As another effect of the present invention, as described above, by attaching to the affected part such as myalgia or arthritis, it is possible to manufacture and supply a product which can alleviate the pain of the affected part without side effects through far-infrared rays and negative ions generated. .

Another effect of the present invention is to produce a far-infrared radiation band to alleviate the pain of the affected part through side effects, such as muscle pain or arthritis, generated and radiated far infrared and anion without side effects, such as pharmacies, convenience stores and supermarkets It's easy to buy and use anywhere.

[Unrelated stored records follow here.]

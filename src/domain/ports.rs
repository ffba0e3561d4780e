use crate::domain::model::{DataOrigin, QualityReport, Record};
use crate::quality::cross_reference::DEFAULT_CLINICAL_SIMILARITY;
use crate::utils::error::{FetchError, Result};
use async_trait::async_trait;

pub trait Storage: Send + Sync {
    fn read_file(&self, path: &str) -> impl std::future::Future<Output = Result<Vec<u8>>> + Send;
    fn write_file(
        &self,
        path: &str,
        data: &[u8],
    ) -> impl std::future::Future<Output = Result<()>> + Send;
}

pub trait ConfigProvider: Send + Sync {
    fn output_path(&self) -> &str;
    fn title_threshold(&self) -> f64;
    fn content_threshold(&self) -> f64;
    fn mapping_confidence(&self) -> f64;
    fn clinical_similarity(&self) -> f64 {
        DEFAULT_CLINICAL_SIMILARITY
    }
    fn zip_output(&self) -> bool;
    fn fallback_to_sample(&self) -> bool;
}

/// Upstream collaborator that hands over record snapshots.
#[async_trait]
pub trait RecordSource: Send + Sync {
    fn describe(&self) -> String;
    async fn get_all_regulatory_updates(&self) -> std::result::Result<Vec<Record>, FetchError>;
    async fn get_all_legal_cases(&self) -> std::result::Result<Vec<Record>, FetchError>;

    /// Sources without an article feed answer with nothing.
    async fn get_all_knowledge_articles(&self) -> std::result::Result<Vec<Record>, FetchError> {
        Ok(Vec::new())
    }
}

#[derive(Debug, Clone)]
pub struct Extraction {
    pub records: Vec<Record>,
    pub origin: DataOrigin,
}

#[derive(Debug, Clone)]
pub struct TransformResult {
    pub report: QualityReport,
    pub csv_output: String,
    pub tsv_output: String,
    /// Input records with duplicates removed.
    pub cleaned_records: Vec<Record>,
}

#[async_trait]
pub trait Pipeline: Send + Sync {
    async fn extract(&self) -> Result<Extraction>;
    async fn transform(&self, extraction: Extraction) -> Result<TransformResult>;
    async fn load(&self, result: TransformResult) -> Result<String>;
}
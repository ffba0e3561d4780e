use thiserror::Error;

/// Failure while pulling records from an upstream collaborator.
///
/// Kept separate from [`QualityError`] so callers can tell "the source answered
/// with nothing" apart from "the source could not be reached".
#[derive(Error, Debug)]
pub enum FetchError {
    #[error("HTTP request to {endpoint} failed: {source}")]
    Http {
        endpoint: String,
        #[source]
        source: reqwest::Error,
    },

    #[error("{endpoint} answered with status {status}")]
    Status { endpoint: String, status: u16 },

    #[error("Could not decode records from {origin}: {message}")]
    Decode { origin: String, message: String },

    #[error("Could not read records from {path}: {source}")]
    Io {
        path: String,
        #[source]
        source: std::io::Error,
    },
}

#[derive(Error, Debug)]
pub enum QualityError {
    #[error("Zip operation failed: {0}")]
    ZipError(#[from] zip::result::ZipError),

    #[error("API request failed: {0}")]
    ApiError(#[from] reqwest::Error),

    #[error("CSV processing error: {0}")]
    CsvError(#[from] csv::Error),

    #[error("IO error: {0}")]
    IoError(#[from] std::io::Error),

    #[error("Serialization error: {0}")]
    SerializationError(#[from] serde_json::Error),

    #[error("Record fetch failed: {0}")]
    Fetch(#[from] FetchError),

    #[error("Configuration error: {message}")]
    ConfigError { message: String },

    #[error("Configuration validation failed for '{field}': {message}")]
    ConfigValidationError { field: String, message: String },

    #[error("Missing required configuration: {field}")]
    MissingConfigError { field: String },

    #[error("Invalid value '{value}' for '{field}': {reason}")]
    InvalidConfigValueError {
        field: String,
        value: String,
        reason: String,
    },

    #[error("Data processing error: {message}")]
    ProcessingError { message: String },
}

#[derive(Debug, Clone, Copy, PartialEq, Eq)]
pub enum ErrorCategory {
    Configuration,
    Network,
    Data,
    System,
}

#[derive(Debug, Clone, Copy, PartialEq, Eq, PartialOrd, Ord)]
pub enum ErrorSeverity {
    Low,
    Medium,
    High,
    Critical,
}

impl QualityError {
    pub fn category(&self) -> ErrorCategory {
        match self {
            QualityError::ConfigError { .. }
            | QualityError::ConfigValidationError { .. }
            | QualityError::MissingConfigError { .. }
            | QualityError::InvalidConfigValueError { .. } => ErrorCategory::Configuration,
            QualityError::ApiError(_) | QualityError::Fetch(_) => ErrorCategory::Network,
            QualityError::CsvError(_)
            | QualityError::SerializationError(_)
            | QualityError::ProcessingError { .. } => ErrorCategory::Data,
            QualityError::ZipError(_) | QualityError::IoError(_) => ErrorCategory::System,
        }
    }

    pub fn severity(&self) -> ErrorSeverity {
        match self.category() {
            ErrorCategory::Network => ErrorSeverity::Medium,
            ErrorCategory::Configuration | ErrorCategory::Data => ErrorSeverity::High,
            ErrorCategory::System => ErrorSeverity::Critical,
        }
    }

    pub fn recovery_suggestion(&self) -> &'static str {
        match self {
            QualityError::Fetch(FetchError::Io { .. }) => {
                "Check that the input file exists and is readable"
            }
            QualityError::Fetch(FetchError::Decode { .. }) => {
                "Make sure the input is a JSON array of record objects"
            }
            QualityError::ApiError(_) | QualityError::Fetch(_) => {
                "Check the API endpoint and network connectivity, or enable --fallback-to-sample"
            }
            QualityError::MissingConfigError { .. } => "Provide the missing configuration value",
            QualityError::InvalidConfigValueError { .. }
            | QualityError::ConfigValidationError { .. }
            | QualityError::ConfigError { .. } => "Review the configuration file or CLI flags",
            QualityError::CsvError(_)
            | QualityError::SerializationError(_)
            | QualityError::ProcessingError { .. } => "Inspect the input records for malformed data",
            QualityError::ZipError(_) | QualityError::IoError(_) => {
                "Check the output path permissions and free disk space"
            }
        }
    }

    pub fn user_friendly_message(&self) -> String {
        match self.category() {
            ErrorCategory::Configuration => format!("Configuration problem: {}", self),
            ErrorCategory::Network => format!("Could not fetch records: {}", self),
            ErrorCategory::Data => format!("Could not process records: {}", self),
            ErrorCategory::System => format!("System error: {}", self),
        }
    }
}

pub type Result<T> = std::result::Result<T, QualityError>;
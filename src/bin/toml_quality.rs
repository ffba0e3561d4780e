use clap::Parser;
use helix_quality::config::toml_config::{LogFormat, SourceType};
use helix_quality::domain::ports::{ConfigProvider, RecordSource};
use helix_quality::utils::cache::TtlCache;
use helix_quality::utils::error::ErrorSeverity;
use helix_quality::utils::{logger, validation::Validate};
use helix_quality::{
    EtlEngine, FileRecordSource, HttpRecordSource, LocalStorage, QualityPipeline, TomlConfig,
};
use std::sync::Arc;
use std::time::Duration;

#[derive(Parser)]
#[command(name = "toml-quality")]
#[command(about = "Regulatory data quality run driven by a TOML configuration")]
struct Args {
    /// Path to TOML configuration file
    #[arg(short, long, default_value = "quality-config.toml")]
    config: String,

    /// Enable verbose output
    #[arg(short, long)]
    verbose: bool,

    /// Override monitoring setting from config
    #[arg(long)]
    monitor: Option<bool>,

    /// Override ZIP output setting from config
    #[arg(long)]
    zip: Option<bool>,

    /// Show the resolved configuration without fetching anything
    #[arg(long)]
    dry_run: bool,
}

fn build_source(config: &TomlConfig) -> Result<Box<dyn RecordSource>, reqwest::Error> {
    let source = &config.source;
    match source.r#type {
        SourceType::File => Ok(Box::new(FileRecordSource::new(
            LocalStorage::new(".".to_string()),
            source.path.clone().unwrap_or_default(),
        ))),
        SourceType::Api => {
            let mut client = reqwest::Client::builder();
            if let Some(timeout) = source.timeout_seconds {
                client = client.timeout(Duration::from_secs(timeout));
            }
            let cache = Arc::new(TtlCache::new(
                Duration::from_secs(config.cache_ttl_seconds()),
                config.cache_max_entries(),
            ));
            Ok(Box::new(
                HttpRecordSource::with_client(
                    client.build()?,
                    source.endpoint.clone().unwrap_or_default(),
                )
                .with_cache(cache),
            ))
        }
    }
}

#[tokio::main]
async fn main() -> Result<(), Box<dyn std::error::Error>> {
    let args = Args::parse();

    let mut config = match TomlConfig::from_file(&args.config) {
        Ok(config) => config,
        Err(e) => {
            eprintln!("❌ Failed to load config file '{}': {}", args.config, e);
            eprintln!("💡 Make sure the file exists and is valid TOML format");
            std::process::exit(1);
        }
    };

    match config.log_format() {
        LogFormat::Json => logger::init_json_logger(),
        LogFormat::Compact => logger::init_cli_logger(args.verbose),
    }

    tracing::info!("🚀 Starting TOML-based quality run");
    tracing::info!("📁 Loaded configuration from: {}", args.config);

    if let Some(zip) = args.zip {
        config.output.zip = zip;
        tracing::info!("🔧 ZIP output overridden to: {}", zip);
    }

    if let Err(e) = config.validate() {
        tracing::error!("❌ Configuration validation failed: {}", e);
        tracing::error!("💡 Suggestion: {}", e.recovery_suggestion());
        eprintln!("❌ {}", e.user_friendly_message());
        std::process::exit(1);
    }

    tracing::info!("✅ Configuration loaded and validated successfully");
    display_config_summary(&config, &args);

    if args.dry_run {
        tracing::info!("🔍 DRY RUN MODE - No records will be fetched");
        return Ok(());
    }

    let monitor_enabled = args.monitor.unwrap_or_else(|| config.monitoring_enabled());
    if monitor_enabled {
        tracing::info!("🔍 System monitoring enabled");
    }

    let source = build_source(&config)?;
    let storage = LocalStorage::new(config.output_path().to_string());
    let pipeline = QualityPipeline::new(storage, config, source);

    let engine = EtlEngine::new_with_monitoring(pipeline, monitor_enabled);

    match engine.run().await {
        Ok(output_path) => {
            tracing::info!("✅ Quality run completed successfully!");
            println!("✅ Quality run completed successfully!");
            println!("📁 Output saved to: {}", output_path);
        }
        Err(e) => {
            tracing::error!(
                "❌ Quality run failed: {} (Category: {:?}, Severity: {:?})",
                e,
                e.category(),
                e.severity()
            );
            tracing::error!("💡 Recovery suggestion: {}", e.recovery_suggestion());

            eprintln!("❌ {}", e.user_friendly_message());
            eprintln!("💡 Suggestion: {}", e.recovery_suggestion());

            let exit_code = match e.severity() {
                ErrorSeverity::Low => 0,
                ErrorSeverity::Medium => 2,
                ErrorSeverity::High => 1,
                ErrorSeverity::Critical => 3,
            };

            if exit_code > 0 {
                std::process::exit(exit_code);
            }
        }
    }

    Ok(())
}

fn display_config_summary(config: &TomlConfig, args: &Args) {
    println!("📋 Configuration Summary:");
    println!("  Report: {}", config.report.name);
    if let Some(description) = &config.report.description {
        println!("  Description: {}", description);
    }

    match config.source.r#type {
        SourceType::Api => println!(
            "  Source: API {} (cache TTL {}s, {} entries)",
            config.source.endpoint.as_deref().unwrap_or_default(),
            config.cache_ttl_seconds(),
            config.cache_max_entries()
        ),
        SourceType::File => println!(
            "  Source: file {}",
            config.source.path.as_deref().unwrap_or_default()
        ),
    }
    println!("  Sample fallback: {}", config.fallback_to_sample());

    println!(
        "  Thresholds: title {:.2}, content {:.2}, mapping {:.2}, clinical {:.2}",
        config.title_threshold(),
        config.content_threshold(),
        config.mapping_confidence(),
        config.clinical_similarity()
    );

    println!("  Output: {}", config.output_path());
    println!("  ZIP: {}", config.zip_output());

    if args.dry_run {
        println!("  🔍 DRY RUN MODE ENABLED");
    }

    println!();
}
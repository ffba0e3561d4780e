//! String similarity used by duplicate detection and cross-referencing.

use std::collections::HashSet;

/// Lowercase, drop punctuation, collapse whitespace runs and trim.
pub fn normalize(text: &str) -> String {
    text.to_lowercase()
        .chars()
        .filter(|c| c.is_alphanumeric() || c.is_whitespace())
        .collect::<String>()
        .split_whitespace()
        .collect::<Vec<_>>()
        .join(" ")
}

/// Levenshtein similarity of the normalized strings, in `[0, 1]`.
///
/// Two strings that normalize to the same text (including two empty ones)
/// score 1.0.
pub fn similarity(a: &str, b: &str) -> f64 {
    normalized_similarity(&normalize(a), &normalize(b))
}

/// [`similarity`] for inputs that already went through [`normalize`].
pub(crate) fn normalized_similarity(a: &str, b: &str) -> f64 {
    if a == b {
        return 1.0;
    }

    let max_len = a.chars().count().max(b.chars().count());
    if max_len == 0 {
        return 1.0;
    }

    let distance = strsim::levenshtein(a, b);
    (max_len - distance.min(max_len)) as f64 / max_len as f64
}

/// Jaccard index of the normalized word sets, in `[0, 1]`.
///
/// An empty union scores 1.0, matching [`similarity`] on empty input.
pub fn token_overlap(a: &str, b: &str) -> f64 {
    let a = normalize(a);
    let b = normalize(b);
    let words_a: HashSet<&str> = a.split_whitespace().collect();
    let words_b: HashSet<&str> = b.split_whitespace().collect();

    let union = words_a.union(&words_b).count();
    if union == 0 {
        return 1.0;
    }

    let intersection = words_a.intersection(&words_b).count();
    intersection as f64 / union as f64
}

#[cfg(test)]
mod tests {
    use super::*;

    #[test]
    fn test_normalize_strips_punctuation_and_whitespace() {
        assert_eq!(normalize("  FDA 510(k):   Device X "), "fda 510k device x");
        assert_eq!(normalize("BfArM—Mitteilung, Nr. 5"), "bfarmmitteilung nr 5");
        assert_eq!(normalize("..."), "");
    }

    #[test]
    fn test_similarity_is_reflexive() {
        for s in ["", "a", "EMA Guideline on AI", "   ", "Über-Gerät 3.0"] {
            assert_eq!(similarity(s, s), 1.0, "similarity({:?}, itself)", s);
            assert_eq!(token_overlap(s, s), 1.0, "token_overlap({:?}, itself)", s);
        }
    }

    #[test]
    fn test_similarity_is_symmetric() {
        let pairs = [
            ("EMA Guideline on AI", "EMA Guidance for AI"),
            ("kitten", "sitting"),
            ("", "non-empty"),
            ("Recall: pump", "Recall of infusion pump"),
        ];
        for (a, b) in pairs {
            assert_eq!(similarity(a, b), similarity(b, a));
            assert_eq!(token_overlap(a, b), token_overlap(b, a));
        }
    }

    #[test]
    fn test_similarity_ignores_trailing_space_and_punctuation() {
        assert_eq!(similarity("FDA 510(k): Device X", "FDA 510(k): Device X "), 1.0);
        assert_eq!(similarity("Device, X!", "device x"), 1.0);
    }

    #[test]
    fn test_similarity_levenshtein_ratio() {
        // "kitten" -> "sitting" is the textbook distance of 3 over 7 chars.
        let score = similarity("kitten", "sitting");
        assert!((score - 4.0 / 7.0).abs() < 1e-9);

        // 6 edits over 19 chars.
        let score = similarity("EMA Guideline on AI", "EMA Guidance for AI");
        assert!((score - 13.0 / 19.0).abs() < 1e-9);

        assert_eq!(similarity("abc", ""), 0.0);
    }

    #[test]
    fn test_token_overlap_jaccard() {
        // {recall, of, pump} vs {recall, pump, class, i}: 2 shared of 5.
        let score = token_overlap("Recall of pump", "recall pump, class I");
        assert!((score - 0.4).abs() < 1e-9);
        assert_eq!(token_overlap("alpha", "beta"), 0.0);
        assert_eq!(token_overlap("", ""), 1.0);
        assert_eq!(token_overlap("", "something"), 0.0);
    }
}
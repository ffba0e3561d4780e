use crate::domain::model::{Record, StandardizedFields};
use crate::quality::dates::parse_date;
use chrono::NaiveDate;
use regex::Regex;
use std::sync::LazyLock;

const COUNTRY_ALIASES: &[(&str, &str)] = &[
    ("USA", "US"),
    ("US", "US"),
    ("United States", "US"),
    ("United States of America", "US"),
    ("United Kingdom", "GB"),
    ("UK", "GB"),
    ("Great Britain", "GB"),
    ("Deutschland", "DE"),
    ("Germany", "DE"),
    ("European Union", "EU"),
    ("EU", "EU"),
    ("Europe", "EU"),
    ("France", "FR"),
    ("Frankreich", "FR"),
    ("Japan", "JP"),
    ("Canada", "CA"),
    ("Kanada", "CA"),
    ("Australia", "AU"),
    ("Australien", "AU"),
    ("Switzerland", "CH"),
    ("Schweiz", "CH"),
    ("China", "CN"),
    ("Brazil", "BR"),
    ("Brasilien", "BR"),
];

// Order matters: the first key contained in the lowercased category wins.
const CATEGORY_ALIASES: &[(&str, &str)] = &[
    ("510k", "FDA 510(k) Clearance"),
    ("510(k)", "FDA 510(k) Clearance"),
    ("pma", "FDA PMA Approval"),
    ("de novo", "FDA De Novo Classification"),
    ("recall", "Safety Recall"),
    ("safety", "Safety Communication"),
    ("guidance", "Guidance Document"),
    ("guideline", "Guidance Document"),
    ("ce mark", "CE Marking"),
    ("mdr", "EU MDR"),
    ("ivdr", "EU IVDR"),
    ("standard", "Standard Update"),
    ("approval", "Approval"),
    ("regulation", "Regulation"),
];

static TITLE_DISALLOWED: LazyLock<Regex> =
    LazyLock::new(|| Regex::new(r"[^\w\s\-():,.]").expect("title allow-list pattern is valid"));
static WHITESPACE_RUN: LazyLock<Regex> =
    LazyLock::new(|| Regex::new(r"\s+").expect("whitespace pattern is valid"));

/// Map a free-text region/country to its code, if the alias table knows it.
pub fn normalize_country(raw: &str) -> Option<&'static str> {
    let raw = raw.trim();
    COUNTRY_ALIASES
        .iter()
        .find(|(alias, _)| *alias == raw)
        .map(|(_, code)| *code)
}

pub fn normalize_date(raw: &str) -> Option<NaiveDate> {
    parse_date(raw)
}

pub fn standardize_category(raw: &str) -> Option<&'static str> {
    let lowered = raw.to_lowercase();
    CATEGORY_ALIASES
        .iter()
        .find(|(key, _)| lowered.contains(key))
        .map(|(_, label)| *label)
}

/// Remove characters outside the title allow-list and collapse whitespace.
pub fn clean_title(raw: &str) -> String {
    let stripped = TITLE_DISALLOWED.replace_all(raw, "");
    WHITESPACE_RUN.replace_all(stripped.trim(), " ").into_owned()
}

/// Best-effort normalization of one record.
///
/// Only fields with a recognized mapping are populated; the record itself is
/// left untouched.
pub fn standardize(record: &Record) -> StandardizedFields {
    let title = clean_title(&record.title);

    StandardizedFields {
        country_code: record
            .region
            .as_deref()
            .and_then(normalize_country)
            .map(str::to_string),
        normalized_date: record.published_at.as_deref().and_then(normalize_date),
        standardized_category: record
            .category
            .as_deref()
            .and_then(standardize_category)
            .map(str::to_string),
        cleaned_title: (!title.is_empty()).then_some(title),
    }
}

In addition, the present invention can be used semi-permanently by manufacturing a band for far-infrared radiation to mitigate the pain of the affected part without side effects through the far-infrared and negative ions generated and radiated by attaching to the affected part, such as myalgia or arthritis, in addition to the effects described above. It has an effect.

Claims (3)

In the band for far-infrared radiation, which adheres to or adheres to the affected areas of muscle pain or arthritis such as shoulder pain, fifty shoulders, low back pain, etc. The far-infrared radiation band is 45 to 65% by weight of silicon oxide, 7 to 9% by weight of feldspar, borax 10 to 20% by weight, boric acid 4 to 6% by weight, potassium carbonate 2 to 4% by weight, saltpeter 1 to 1.2% by weight , Alumina Hydroxide 3.3-6.8%, Limestone 1.4-1.8%, Barium Carbonate 0.8-1%, Lithium 0.7-0.8%, Zircon 1-1.3%, Phosphoric Acid 0.2-0.4%, Carbon 3-3.5% %, Magnesium carbonate 0.4 ~ 0.5% by weight and colorant 0.2 ~ 0.22% by weight of the mixture by mixing for 0.5 to 1 hour by stirring, and then added to the glass melting furnace of 1350 ~ 1550 ℃ melted for 19 to 21 hours The far-infrared radiant coating material, which mixes 10 to 90% by weight of the far-infrared radiant material and 10-90% by weight of the melted resin, which is pulverized into fine powder by cooling the molten far-infrared radiant material in the state of being cooled, is formed through its elastic force. Film paper coated on the surface of the film of synthetic resin material to be maintained but coated with far-infrared radiation coating Far-infrared radiation band, characterized in that the adhesive is harmless to the human body made of one side. According to claim 1, wherein the film of the synthetic resin material is formed of a silver foil film made of a silver foil coating far infrared radiation band, characterized in that the far-infrared radiation coating material is coated on the surface of the silver foil coating. The band for far-infrared radiation according to claim 1 or 2, wherein a protective paper for protecting the adhesive is detachably attached to the adhesive surface to which the adhesive is attached.